Pour la préfecture cependant, pas de débordements. "Les [...] manœuvres se sont déroulées dans des conditions satisfaisantes malgré quelques tensions qui ont conduit à un usage ponctuel et proportionné de la force", a indiqué la préfecture de police de Paris dans un communiqué. (...)
La majorité des jeunes ne veulent aussi pas quitter la capitale car ils y attendent un rendez-vous auprès d’un juge. Tous sont en recours pour faire reconnaître leur minorité - et ainsi espérer être pris en charge par l’ASE (Aide sociale à l’enfance). "Ils ont un dossier en cours ici, pourquoi partiraient-ils en province ? Cela n’a pas de sens", explique Yann Manzi, fondateur de l’association Utopia 56 et présent sur les lieux depuis 5h du matin. (...)
"Moi, je veux juste un endroit où dormir.
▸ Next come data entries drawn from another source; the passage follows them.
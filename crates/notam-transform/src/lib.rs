//! NOTAM text transformation.
//!
//! This crate turns plain-language NOTAM text into its abbreviated form and
//! back, driven by an [`AbbreviationMapping`](notam_model::AbbreviationMapping):
//!
//! - **encode**: longest-phrase-first, whole-word substitution of phrases by
//!   their abbreviations, upper-cased and period-terminated
//! - **decode**: whole-word expansion of abbreviations into every phrase that
//!   maps to them (joined with `/`), sentence-cased and period-terminated
//! - **codec**: both rule sets compiled once for repeated use
//! - **text**: the shared whitespace and sentence helpers

pub mod codec;
pub mod decode;
pub mod encode;
pub mod rules;
pub mod text;

pub use codec::{Direction, NotamCodec};
pub use decode::{AMBIGUITY_SEPARATOR, Decoder, decode};
pub use encode::{Encoder, encode};
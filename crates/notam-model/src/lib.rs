pub mod entry;
pub mod error;
pub mod mapping;
pub mod reverse;

pub use entry::AbbreviationEntry;
pub use error::{NotamError, Result};
pub use mapping::{AbbreviationMapping, InsertOutcome};
pub use reverse::ReverseIndex;
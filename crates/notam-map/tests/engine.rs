use notam_map::{SuggestOptions, SuggestionEngine};
use notam_model::{AbbreviationEntry, AbbreviationMapping};

fn sample_mapping() -> AbbreviationMapping {
    [
        ("runway", "RWY"),
        ("taxiway", "TWY"),
        ("closed", "CLSD"),
        ("shut", "CLSD"),
        ("unserviceable", "U/S"),
    ]
    .into_iter()
    .map(|(phrase, abbreviation)| AbbreviationEntry::new(phrase, abbreviation).unwrap())
    .collect()
}

#[test]
fn suggests_phrases_and_abbreviations() {
    let engine = SuggestionEngine::new(&sample_mapping(), SuggestOptions::default());

    let phrase = engine.suggest("unservicable");
    assert_eq!(phrase[0].term, "unserviceable");
    assert_eq!(phrase[0].distance, 1);

    let abbreviation = engine.suggest("TWYY");
    assert_eq!(abbreviation[0].term, "TWY");
}

#[test]
fn vocabulary_and_known_words() {
    let engine = SuggestionEngine::new(&sample_mapping(), SuggestOptions::default());
    assert_eq!(engine.vocabulary().len(), 10);
    assert!(engine.is_known("Runway"));
    assert!(engine.is_known("clsd"));
    assert!(!engine.is_known("apron"));
}

#[test]
fn suggestions_serialize_for_machine_output() {
    let engine = SuggestionEngine::new(&sample_mapping(), SuggestOptions::default().with_limit(1));
    let results = engine.suggest("runwy");
    let json = serde_json::to_value(&results).expect("serialize suggestions");
    assert_eq!(json[0]["term"], "runway");
    assert_eq!(json[0]["distance"], 1);
    assert_eq!(json.as_array().map(Vec::len), Some(1));
}
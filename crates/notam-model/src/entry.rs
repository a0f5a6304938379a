//! A single phrase/abbreviation pair.

use serde::{Deserialize, Serialize};

use crate::error::{NotamError, Result};

/// One dictionary row after normalization.
///
/// The phrase is trimmed and lower-cased; the abbreviation is trimmed with its
/// casing preserved. Both are guaranteed non-empty.
#[derive(Debug, Clone, PartialEq, Eq, Hash, Serialize, Deserialize)]
#[serde(try_from = "RawEntry")]
pub struct AbbreviationEntry {
    phrase: String,
    abbreviation: String,
}

#[derive(Deserialize)]
struct RawEntry {
    phrase: String,
    abbreviation: String,
}

impl TryFrom<RawEntry> for AbbreviationEntry {
    type Error = NotamError;

    fn try_from(raw: RawEntry) -> Result<Self> {
        Self::new(&raw.phrase, &raw.abbreviation)
    }
}

impl AbbreviationEntry {
    /// Normalize and validate a raw pair.
    pub fn new(phrase: &str, abbreviation: &str) -> Result<Self> {
        let phrase = normalize_phrase(phrase);
        if phrase.is_empty() {
            return Err(NotamError::EmptyPhrase);
        }
        let abbreviation = abbreviation.trim();
        if abbreviation.is_empty() {
            return Err(NotamError::EmptyAbbreviation { phrase });
        }
        Ok(Self {
            phrase,
            abbreviation: abbreviation.to_string(),
        })
    }

    pub fn phrase(&self) -> &str {
        &self.phrase
    }

    pub fn abbreviation(&self) -> &str {
        &self.abbreviation
    }

    /// Lower-cased abbreviation, the key used by the reverse index.
    pub fn abbreviation_key(&self) -> String {
        self.abbreviation.to_lowercase()
    }

    pub fn into_parts(self) -> (String, String) {
        (self.phrase, self.abbreviation)
    }
}

/// Trim and lower-case a phrase the way dictionary keys are stored.
pub fn normalize_phrase(raw: &str) -> String {
    raw.trim().to_lowercase()
}
//! Abbreviation to phrase lookup used when decoding.

use std::collections::HashMap;

use crate::mapping::AbbreviationMapping;

/// Lower-cased abbreviation to the phrases that produce it.
///
/// Keys keep the order of their first appearance in the mapping and each
/// candidate list keeps mapping insertion order, so ambiguous expansions are
/// deterministic.
#[derive(Debug, Clone, Default, PartialEq, Eq)]
pub struct ReverseIndex {
    keys: Vec<(String, Vec<String>)>,
    positions: HashMap<String, usize>,
}

impl ReverseIndex {
    pub fn from_mapping(mapping: &AbbreviationMapping) -> Self {
        let mut index = Self::default();
        for entry in mapping {
            let key = entry.abbreviation_key();
            match index.positions.get(&key) {
                Some(&position) => index.keys[position].1.push(entry.phrase().to_string()),
                None => {
                    index.positions.insert(key.clone(), index.keys.len());
                    index.keys.push((key, vec![entry.phrase().to_string()]));
                }
            }
        }
        index
    }

    /// Candidate phrases for an abbreviation (case-insensitive).
    pub fn get(&self, abbreviation: &str) -> Option<&[String]> {
        self.positions
            .get(&abbreviation.to_lowercase())
            .map(|&position| self.keys[position].1.as_slice())
    }

    pub fn len(&self) -> usize {
        self.keys.len()
    }

    pub fn is_empty(&self) -> bool {
        self.keys.is_empty()
    }

    pub fn iter(&self) -> impl Iterator<Item = (&str, &[String])> {
        self.keys
            .iter()
            .map(|(key, phrases)| (key.as_str(), phrases.as_slice()))
    }

    /// Abbreviations shared by more than one phrase.
    pub fn ambiguous(&self) -> impl Iterator<Item = (&str, &[String])> {
        self.iter().filter(|(_, phrases)| phrases.len() > 1)
    }
}
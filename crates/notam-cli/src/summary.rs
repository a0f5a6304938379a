use comfy_table::modifiers::UTF8_ROUND_CORNERS;
use comfy_table::presets::UTF8_FULL_CONDENSED;
use comfy_table::{Attribute, Cell, CellAlignment, Color, ContentArrangement, Table};
use serde_json::{Value, json};

use notam_dictionary::LoadedDictionary;
use notam_map::Suggestion;
use notam_model::ReverseIndex;
use notam_transform::AMBIGUITY_SEPARATOR;

pub fn print_dictionary(loaded: &LoadedDictionary, ambiguous_only: bool) {
    println!("{}", report_table(loaded));
    let table = if ambiguous_only {
        ambiguous_table(&loaded.mapping.reverse_index())
    } else {
        entries_table(loaded)
    };
    println!("{table}");
}

pub fn print_suggestions(word: &str, suggestions: &[Suggestion]) {
    if suggestions.is_empty() {
        eprintln!("no close matches for '{word}'");
        return;
    }
    println!("{}", suggestion_table(suggestions));
}

/// Where the dictionary came from and what the builder did with it.
pub fn report_table(loaded: &LoadedDictionary) -> Table {
    let report = &loaded.report;
    let source = loaded
        .path
        .as_ref()
        .map_or_else(|| "<stream>".to_string(), |p| p.display().to_string());
    let mut table = Table::new();
    table.set_header(vec![header_cell("Dictionary"), header_cell("Value")]);
    apply_table_style(&mut table);
    align_column(&mut table, 1, CellAlignment::Right);
    table.add_row(vec![Cell::new("Source"), Cell::new(source)]);
    table.add_row(vec![
        Cell::new("SHA-256"),
        report
            .source_sha256
            .as_deref()
            .map_or_else(|| dim_cell("-"), Cell::new),
    ]);
    table.add_row(vec![Cell::new("Rows read"), Cell::new(report.rows_read)]);
    table.add_row(vec![Cell::new("Entries"), Cell::new(report.entries)]);
    table.add_row(vec![
        Cell::new("Overwritten"),
        count_cell(report.overwritten, Color::Yellow),
    ]);
    table.add_row(vec![
        Cell::new("Skipped"),
        count_cell(report.skipped.len(), Color::Red),
    ]);
    table
}

/// Every phrase with its abbreviation, in dictionary order.
pub fn entries_table(loaded: &LoadedDictionary) -> Table {
    let reverse = loaded.mapping.reverse_index();
    let mut table = Table::new();
    table.set_header(vec![
        header_cell("Phrase"),
        header_cell("Abbreviation"),
        header_cell("Shared"),
    ]);
    apply_table_style(&mut table);
    align_column(&mut table, 2, CellAlignment::Right);
    for entry in &loaded.mapping {
        let shared = reverse
            .get(entry.abbreviation())
            .map_or(1, <[String]>::len);
        let shared_cell = if shared > 1 {
            Cell::new(shared).fg(Color::Yellow)
        } else {
            dim_cell("-")
        };
        table.add_row(vec![
            Cell::new(entry.phrase()),
            Cell::new(entry.abbreviation()).add_attribute(Attribute::Bold),
            shared_cell,
        ]);
    }
    table
}

/// Abbreviations that decode to more than one phrase.
pub fn ambiguous_table(reverse: &ReverseIndex) -> Table {
    let mut table = Table::new();
    table.set_header(vec![
        header_cell("Abbreviation"),
        header_cell("Decodes to"),
    ]);
    apply_table_style(&mut table);
    for (abbreviation, phrases) in reverse.ambiguous() {
        table.add_row(vec![
            Cell::new(abbreviation.to_uppercase()).add_attribute(Attribute::Bold),
            Cell::new(phrases.join(AMBIGUITY_SEPARATOR)),
        ]);
    }
    table
}

pub fn suggestion_table(suggestions: &[Suggestion]) -> Table {
    let mut table = Table::new();
    table.set_header(vec![
        header_cell("Suggestion"),
        header_cell("Edits"),
        header_cell("Similarity"),
    ]);
    apply_table_style(&mut table);
    align_column(&mut table, 1, CellAlignment::Right);
    align_column(&mut table, 2, CellAlignment::Right);
    for suggestion in suggestions {
        table.add_row(vec![
            Cell::new(&suggestion.term),
            Cell::new(suggestion.distance),
            Cell::new(format!("{:.2}", suggestion.similarity)),
        ]);
    }
    table
}

/// Machine-readable form of `notam dictionary`.
pub fn dictionary_json(loaded: &LoadedDictionary, ambiguous_only: bool) -> Value {
    let reverse = loaded.mapping.reverse_index();
    let entries: Value = if ambiguous_only {
        reverse
            .ambiguous()
            .map(|(abbreviation, phrases)| {
                json!({ "abbreviation": abbreviation.to_uppercase(), "phrases": phrases })
            })
            .collect()
    } else {
        serde_json::to_value(&loaded.mapping).unwrap_or(Value::Null)
    };
    json!({
        "source": loaded.path.as_ref().map(|p| p.display().to_string()),
        "report": loaded.report,
        "entries": entries,
    })
}

pub fn apply_table_style(table: &mut Table) {
    table
        .load_preset(UTF8_FULL_CONDENSED)
        .apply_modifier(UTF8_ROUND_CORNERS)
        .set_content_arrangement(ContentArrangement::Dynamic)
        .set_width(120);
}

fn align_column(table: &mut Table, index: usize, alignment: CellAlignment) {
    if let Some(column) = table.column_mut(index) {
        column.set_cell_alignment(alignment);
    }
}

fn header_cell(label: &str) -> Cell {
    Cell::new(label)
        .fg(Color::Cyan)
        .add_attribute(Attribute::Bold)
}

fn count_cell(count: usize, color: Color) -> Cell {
    if count == 0 {
        dim_cell(count)
    } else {
        Cell::new(count).fg(color)
    }
}

fn dim_cell<T: ToString>(value: T) -> Cell {
    Cell::new(value).fg(Color::DarkGrey)
}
Je ne veux pas créer de problèmes", explique Ibrahim, un autre jeune Guinéen qui attend son audience auprès d’un juge pour enfants. "La vie à la rue, c’est dur, je dois tout le temps bouger. Si je vais en province, je vais rater mon audience [auprès d’un juge, ndlr], j’attends toujours qu’ils me donnent l’heure et le jour. Si je rate ça, je devrais tout recommencer depuis le début".
"Il fait trop froid pour dormir dehors"
Les heures passent et, sans presque jamais s’arrêter, les militants et collectifs de soutiens continuent de chanter. Des "Siamo tutti anti fascisti" ("Nous sommes tous anti fascistes") résonnent à un coin de rue. "So-So-Solidarité avec les jeunes mineurs isolés", se fait entendre en face, dans la rue Saint-Martin, où d’autres groupes de migrants et militants sont nassés par les forces de l’ordre.
Puis soudain, les charges reprennent. Des couvertures de survie sont dépliées pour certains jeunes exilés allongés sur les trottoirs. Des "Medic !", "medic !", fusent de tous côtés. (...)
Cette occupation du théâtre parisien était devenue emblématique des tensions sur la question migratoire entre militants de gauche radicale - soutenant les exilés - et une extrême droite hostile à leur accueil en France. Le 28 février, le milliardaire et puissant allié de Donald Trump, l’Américain Elon Musk, avait même commenté cette actualisé française : il avait relayé sur X un article du journal britannique Daily Mail sur la situation du théâtre parisien, fustigeant une "empathie suicidaire" menaçant selon lui la "civilisation".